Alphen is a village in the municipality of Alphen-Chaam, in the Netherlands. It is located about 12 km southwest of Tilburg.

== History ==
Alphen was first mentioned in 709, when a nobleman named Engelbrecht sold "Alfheim" to Saint Willibrord. In 739, it was sold on to the Abbey of Echternach.
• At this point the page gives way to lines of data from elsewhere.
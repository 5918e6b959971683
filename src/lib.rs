pub mod config;
pub mod csrf;
pub mod errors;
pub mod forms;
pub mod handlers;
pub mod i18n;
pub mod models;
pub mod pages;
pub mod routes;
pub mod store;
pub mod templates;
pub mod utils;
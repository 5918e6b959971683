use askama::Template;

use crate::i18n::Localizer;
use crate::models::Message;
use crate::templates::{ActiveFields, CsrfTokenSource, FieldPartial, MessagesTemplate, RequestInfo, TrustedMarkup};

#[derive(Template)]
#[template(path = "config/form.html")]
pub struct ConfigFormTemplate<'a> {
    pub messages: String,
    pub description: &'a str,
    pub action: &'a str,
    pub csrf_token: String,
    pub fields: Vec<String>,
    pub save_label: String,
    pub discard_label: String,
}

/// View model of a configuration form page.
pub struct FormContext<'a> {
    pub request: &'a RequestInfo,
    pub description: &'a TrustedMarkup,
    pub form: &'a dyn ActiveFields,
    pub messages: &'a [Message],
}

/// Renders the configuration form body.
///
/// Each active field goes through `partial` exactly once, in order. The
/// CSRF token is requested once per call. `description` is inserted
/// verbatim; everything else is escaped. Errors from the partial or the
/// template engine are returned unchanged.
pub fn render_config_form(
    ctx: &FormContext<'_>,
    csrf: &dyn CsrfTokenSource,
    trans: &dyn Localizer,
    partial: &dyn FieldPartial,
) -> askama::Result<String> {
    let fields = ctx
        .form
        .active_fields()
        .iter()
        .map(|field| partial.render_field(field))
        .collect::<askama::Result<Vec<_>>>()?;
    let messages = MessagesTemplate { messages: ctx.messages }.render()?;

    ConfigFormTemplate {
        messages,
        description: ctx.description.as_str(),
        action: &ctx.request.fullpath,
        csrf_token: csrf.csrf_token(),
        fields,
        save_label: trans.trans("Save changes"),
        discard_label: trans.trans("Discard changes"),
    }
    .render()
}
Alphen was originally a collection of hamlets which started to concentrate around the church.

The Catholic St Willibrord Church was built in 1954 to replace a church from 1909-1910 which was destroyed in 1944. The earliest church dated from the 16th century and had a tower which was built around 1559. The emergency church, which was built in 1945, is still located next to the St Willibrord Church.

In 1542, Alphen was burned to the ground by the army of Guelders under Maarten van Rossum, and in 1944, it suffered from destruction and looting as well.

Alphen includes the hamlets of 't Zand, Alphen-Oosterwijk, Druisdijk, Looneind, Boslust, Hondseind, Het Sas, Terover, Boshoven and Kwaalburg.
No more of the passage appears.